■ **Work instructions**: The entries below are to be written out again without alteration.

(Provided information)

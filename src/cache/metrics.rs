// std
use std::sync::atomic::{AtomicU64, Ordering};

/// Thread-safe counters for cache lookups.
#[derive(Debug, Default)]
pub struct CacheMetrics {
	hits: AtomicU64,
	refreshes: AtomicU64,
	failures: AtomicU64,
	timeouts: AtomicU64,
}
impl CacheMetrics {
	/// Returns the number of lookups served from the cached value.
	pub fn hits(&self) -> u64 {
		self.hits.load(Ordering::Relaxed)
	}

	/// Returns the number of refreshes started against the fetcher.
	pub fn refreshes(&self) -> u64 {
		self.refreshes.load(Ordering::Relaxed)
	}

	/// Returns the number of failed refreshes, timeouts included.
	pub fn failures(&self) -> u64 {
		self.failures.load(Ordering::Relaxed)
	}

	/// Returns the number of refreshes abandoned because of the fetch timeout.
	pub fn timeouts(&self) -> u64 {
		self.timeouts.load(Ordering::Relaxed)
	}

	pub(crate) fn record_hit(&self) {
		self.hits.fetch_add(1, Ordering::Relaxed);
	}

	pub(crate) fn record_refresh(&self) {
		self.refreshes.fetch_add(1, Ordering::Relaxed);
	}

	pub(crate) fn record_failure(&self, timed_out: bool) {
		self.failures.fetch_add(1, Ordering::Relaxed);

		if timed_out {
			self.timeouts.fetch_add(1, Ordering::Relaxed);
		}
	}
}
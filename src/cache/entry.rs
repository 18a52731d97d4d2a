// self
use crate::_prelude::*;

/// Last successful refresh of a [`SecretCache`](crate::cache::SecretCache).
///
/// Only the lookup holding the cache's refresh guard may touch the entry, and it only writes on
/// success, so a failed refresh leaves the previous value and timestamp in place.
#[derive(Debug)]
pub(crate) struct CacheEntry<V> {
	value: Option<V>,
	fetched_at: Option<OffsetDateTime>,
}
impl<V> CacheEntry<V> {
	pub(crate) fn empty() -> Self {
		Self { value: None, fetched_at: None }
	}

	/// Returns the value when it is younger than `ttl` at `now`.
	pub(crate) fn fresh(&self, now: OffsetDateTime, ttl: Duration) -> Option<&V> {
		let value = self.value.as_ref()?;
		let fetched_at = self.fetched_at?;

		(now - fetched_at < ttl).then_some(value)
	}

	/// Records a successful refresh that started at `fetched_at`.
	pub(crate) fn store(&mut self, value: V, fetched_at: OffsetDateTime) {
		self.value = Some(value);
		self.fetched_at = Some(fetched_at);
	}

	#[cfg(test)]
	pub(crate) fn value(&self) -> Option<&V> {
		self.value.as_ref()
	}

	#[cfg(test)]
	pub(crate) fn fetched_at(&self) -> Option<OffsetDateTime> {
		self.fetched_at
	}
}
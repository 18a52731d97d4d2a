//! Redacted key material handed out by secret caches.

// crates.io
use base64::{Engine, engine::general_purpose::STANDARD};
// self
use crate::_prelude::*;

/// Raw key material that keeps itself out of logs.
#[derive(Clone, PartialEq, Eq)]
pub struct KeyMaterial(Vec<u8>);
impl KeyMaterial {
	const PEM_LINE_WIDTH: usize = 64;

	/// Wraps raw key bytes, e.g. the plaintext of a KMS decrypt.
	pub fn new(bytes: impl Into<Vec<u8>>) -> Self {
		Self(bytes.into())
	}

	/// Wraps textual key material, e.g. a PEM document stored in a parameter store.
	pub fn from_string(value: impl Into<String>) -> Self {
		Self(value.into().into_bytes())
	}

	/// Returns the raw bytes. Callers must avoid logging them.
	pub fn expose_bytes(&self) -> &[u8] {
		&self.0
	}

	/// Returns the material as UTF-8 text, if it is valid UTF-8.
	pub fn expose_str(&self) -> Option<&str> {
		std::str::from_utf8(&self.0).ok()
	}

	/// Whether the material is empty.
	pub fn is_empty(&self) -> bool {
		self.0.is_empty()
	}

	/// Wraps DER bytes into a PEM block with the given label (e.g. `PRIVATE KEY`).
	pub fn der_to_pem(&self, label: &str) -> Self {
		let encoded = STANDARD.encode(&self.0);
		let mut pem = format!("-----BEGIN {label}-----\n");

		for line in encoded.as_bytes().chunks(Self::PEM_LINE_WIDTH) {
			// Base64 output is ASCII, so every chunk is valid UTF-8.
			pem.push_str(&String::from_utf8_lossy(line));
			pem.push('\n');
		}

		pem.push_str(&format!("-----END {label}-----\n"));

		Self::from_string(pem)
	}
}
impl Debug for KeyMaterial {
	fn fmt(&self, f: &mut Formatter) -> FmtResult {
		f.debug_tuple("KeyMaterial").field(&"<redacted>").finish()
	}
}
impl Display for KeyMaterial {
	fn fmt(&self, f: &mut Formatter) -> FmtResult {
		f.write_str("<redacted>")
	}
}
//! Signed URL assembly: canned policy documents, the signature seam, and URL encoding.

mod mac;
mod policy;
mod rsa_sha1;

pub use mac::HmacSha256Signer;
pub use policy::CannedPolicy;
pub use rsa_sha1::RsaSha1Signer;

// crates.io
use base64::{Engine, engine::general_purpose::STANDARD};
// self
use crate::{_prelude::*, error::SigningError, secret::KeyMaterial};

/// Produces a signature over a policy document.
///
/// [`RsaSha1Signer`] yields signatures CloudFront verifies against the key pair's public half;
/// [`HmacSha256Signer`] suits verifiers that share the secret.
///
/// Signers are pure: the same key and payload always yield the same signature, and they never
/// perform I/O. Key retrieval is the caller's job (usually through a
/// [`SecretCache`](crate::cache::SecretCache)).
pub trait PolicySigner
where
	Self: Send + Sync,
{
	/// Signs `payload` with `key`.
	fn sign(&self, key: &KeyMaterial, payload: &[u8]) -> Result<Vec<u8>, SigningError>;
}

/// Base64-encodes a signature using the signed-URL alphabet (`+`→`-`, `=`→`_`, `/`→`~`).
pub fn encode_signature(signature: &[u8]) -> String {
	STANDARD
		.encode(signature)
		.chars()
		.map(|c| match c {
			'+' => '-',
			'=' => '_',
			'/' => '~',
			c => c,
		})
		.collect()
}

/// URL carrying an expiry, signature, and key pair identifier.
#[derive(Clone, Debug, PartialEq, Eq)]
pub struct SignedUrl {
	url: Url,
	expires_at: OffsetDateTime,
}
impl SignedUrl {
	/// Appends `Expires`, `Signature`, and `Key-Pair-Id` to `resource`.
	pub fn assemble(
		resource: &Url,
		expires_at: OffsetDateTime,
		signature: &[u8],
		key_pair_id: &str,
	) -> Self {
		let mut url = resource.clone();
		// Form encoding would escape `~`, so the query is composed verbatim.
		let signed = format!(
			"Expires={}&Signature={}&Key-Pair-Id={key_pair_id}",
			expires_at.unix_timestamp(),
			encode_signature(signature),
		);
		let query = match resource.query() {
			Some(existing) if !existing.is_empty() => format!("{existing}&{signed}"),
			_ => signed,
		};

		url.set_query(Some(&query));

		Self { url, expires_at }
	}

	/// The signed URL.
	pub fn url(&self) -> &Url {
		&self.url
	}

	/// The signed URL as a string.
	pub fn as_str(&self) -> &str {
		self.url.as_str()
	}

	/// Instant after which the URL stops being honored.
	pub fn expires_at(&self) -> OffsetDateTime {
		self.expires_at
	}

	/// Consumes the wrapper, returning the URL.
	pub fn into_url(self) -> Url {
		self.url
	}
}
impl Display for SignedUrl {
	fn fmt(&self, f: &mut Formatter) -> FmtResult {
		f.write_str(self.as_str())
	}
}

(End Provided information)

■ **Response to this exercise**:
filename src/cache/metrics.rs
// std
use std::sync::atomic::{AtomicU64, Ordering};

/// Thread-safe counters for cache lookups.
#[derive(Debug, Default)]
pub struct CacheMetrics {
	hits: AtomicU64,
	refreshes: AtomicU64,
	failures: AtomicU64,
	timeouts: AtomicU64,
}
impl CacheMetrics {
	/// Returns the number of lookups served from the cached value.
	pub fn hits(&self) -> u64 {
		self.hits.load(Ordering::Relaxed)
	}

	/// Returns the number of refreshes started against the fetcher.
	pub fn refreshes(&self) -> u64 {
		self.refreshes.load(Ordering::Relaxed)
	}

	/// Returns the number of failed refreshes, timeouts included.
	pub fn failures(&self) -> u64 {
		self.failures.load(Ordering::Relaxed)
	}

	/// Returns the number of refreshes abandoned because of the fetch timeout.
	pub fn timeouts(&self) -> u64 {
		self.timeouts.load(Ordering::Relaxed)
	}

	pub(crate) fn record_hit(&self) {
		self.hits.fetch_add(1, Ordering::Relaxed);
	}

	pub(crate) fn record_refresh(&self) {
		self.refreshes.fetch_add(1, Ordering::Relaxed);
	}

	pub(crate) fn record_failure(&self, timed_out: bool) {
		self.failures.fetch_add(1, Ordering::Relaxed);

		if timed_out {
			self.timeouts.fetch_add(1, Ordering::Relaxed);
		}
	}
}
filename src/cache/entry.rs
repository 18a52731d97d4d2a
// self
use crate::_prelude::*;

/// Last successful refresh of a [`SecretCache`](crate::cache::SecretCache).
///
/// Only the lookup holding the cache's refresh guard may touch the entry, and it only writes on
/// success, so a failed refresh leaves the previous value and timestamp in place.
#[derive(Debug)]
pub(crate) struct CacheEntry<V> {
	value: Option<V>,
	fetched_at: Option<OffsetDateTime>,
}
impl<V> CacheEntry<V> {
	pub(crate) fn empty() -> Self {
		Self { value: None, fetched_at: None }
	}

	/// Returns the value when it is younger than `ttl` at `now`.
	pub(crate) fn fresh(&self, now: OffsetDateTime, ttl: Duration) -> Option<&V> {
		let value = self.value.as_ref()?;
		let fetched_at = self.fetched_at?;

		(now - fetched_at < ttl).then_some(value)
	}

	/// Records a successful refresh that started at `fetched_at`.
	pub(crate) fn store(&mut self, value: V, fetched_at: OffsetDateTime) {
		self.value = Some(value);
		self.fetched_at = Some(fetched_at);
	}

	#[cfg(test)]
	pub(crate) fn value(&self) -> Option<&V> {
		self.value.as_ref()
	}

	#[cfg(test)]
	pub(crate) fn fetched_at(&self) -> Option<OffsetDateTime> {
		self.fetched_at
	}
}
repository 18a52731d97d4d2a
//! Redacted key material handed out by secret caches.

// crates.io
use base64::{Engine, engine::general_purpose::STANDARD};
// self
use crate::_prelude::*;

/// Raw key material that keeps itself out of logs.
#[derive(Clone, PartialEq, Eq)]
pub struct KeyMaterial(Vec<u8>);
impl KeyMaterial {
	const PEM_LINE_WIDTH: usize = 64;

	/// Wraps raw key bytes, e.g. the plaintext of a KMS decrypt.
	pub fn new(bytes: impl Into<Vec<u8>>) -> Self {
		Self(bytes.into())
	}

	/// Wraps textual key material, e.g. a PEM document stored in a parameter store.
	pub fn from_string(value: impl Into<String>) -> Self {
		Self(value.into().into_bytes())
	}

	/// Returns the raw bytes. Callers must avoid logging them.
	pub fn expose_bytes(&self) -> &[u8] {
		&self.0
	}

	/// Returns the material as UTF-8 text, if it is valid UTF-8.
	pub fn expose_str(&self) -> Option<&str> {
		std::str::from_utf8(&self.0).ok()
	}

	/// Whether the material is empty.
	pub fn is_empty(&self) -> bool {
		self.0.is_empty()
	}

	/// Wraps DER bytes into a PEM block with the given label (e.g. `PRIVATE KEY`).
	pub fn der_to_pem(&self, label: &str) -> Self {
		let encoded = STANDARD.encode(&self.0);
		let mut pem = format!("-----BEGIN {label}-----\n");

		for line in encoded.as_bytes().chunks(Self::PEM_LINE_WIDTH) {
			// Base64 output is ASCII, so every chunk is valid UTF-8.
			pem.push_str(&String::from_utf8_lossy(line));
			pem.push('\n');
		}

		pem.push_str(&format!("-----END {label}-----\n"));

		Self::from_string(pem)
	}
}
impl Debug for KeyMaterial {
	fn fmt(&self, f: &mut Formatter) -> FmtResult {
		f.debug_tuple("KeyMaterial").field(&"<redacted>").finish()
	}
}
impl Display for KeyMaterial {
	fn fmt(&self, f: &mut Formatter) -> FmtResult {
		f.write_str("<redacted>")
	}
}
//! Signed URL assembly: canned policy documents, the signature seam, and URL encoding.

mod mac;
mod policy;
mod rsa_sha1;

pub use mac::HmacSha256Signer;
pub use policy::CannedPolicy;
pub use rsa_sha1::RsaSha1Signer;

// crates.io
use base64::{Engine, engine::general_purpose::STANDARD};
// self
use crate::{_prelude::*, error::SigningError, secret::KeyMaterial};

/// Produces a signature over a policy document.
///
/// [`RsaSha1Signer`] yields signatures CloudFront verifies against the key pair's public half;
/// [`HmacSha256Signer`] suits verifiers that share the secret.
///
/// Signers are pure: the same key and payload always yield the same signature, and they never
/// perform I/O. Key retrieval is the caller's job (usually through a
/// [`SecretCache`](crate::cache::SecretCache)).
pub trait PolicySigner
where
	Self: Send + Sync,
{
	/// Signs `payload` with `key`.
	fn sign(&self, key: &KeyMaterial, payload: &[u8]) -> Result<Vec<u8>, SigningError>;
}

/// Base64-encodes a signature using the signed-URL alphabet (`+`→`-`, `=`→`_`, `/`→`~`).
pub fn encode_signature(signature: &[u8]) -> String {
	STANDARD
		.encode(signature)
		.chars()
		.map(|c| match c {
			'+' => '-',
			'=' => '_',
			'/' => '~',
			c => c,
		})
		.collect()
}

/// URL carrying an expiry, signature, and key pair identifier.
#[derive(Clone, Debug, PartialEq, Eq)]
pub struct SignedUrl {
	url: Url,
	expires_at: OffsetDateTime,
}
impl SignedUrl {
	/// Appends `Expires`, `Signature`, and `Key-Pair-Id` to `resource`.
	pub fn assemble(
		resource: &Url,
		expires_at: OffsetDateTime,
		signature: &[u8],
		key_pair_id: &str,
	) -> Self {
		let mut url = resource.clone();
		// Form encoding would escape `~`, so the query is composed verbatim.
		let signed = format!(
			"Expires={}&Signature={}&Key-Pair-Id={key_pair_id}",
			expires_at.unix_timestamp(),
			encode_signature(signature),
		);
		let query = match resource.query() {
			Some(existing) if !existing.is_empty() => format!("{existing}&{signed}"),
			_ => signed,
		};

		url.set_query(Some(&query));

		Self { url, expires_at }
	}

	/// The signed URL.
	pub fn url(&self) -> &Url {
		&self.url
	}

	/// The signed URL as a string.
	pub fn as_str(&self) -> &str {
		self.url.as_str()
	}

	/// Instant after which the URL stops being honored.
	pub fn expires_at(&self) -> OffsetDateTime {
		self.expires_at
	}

	/// Consumes the wrapper, returning the URL.
	pub fn into_url(self) -> Url {
		self.url
	}
}
impl Display for SignedUrl {
	fn fmt(&self, f: &mut Formatter) -> FmtResult {
		f.write_str(self.as_str())
	}
}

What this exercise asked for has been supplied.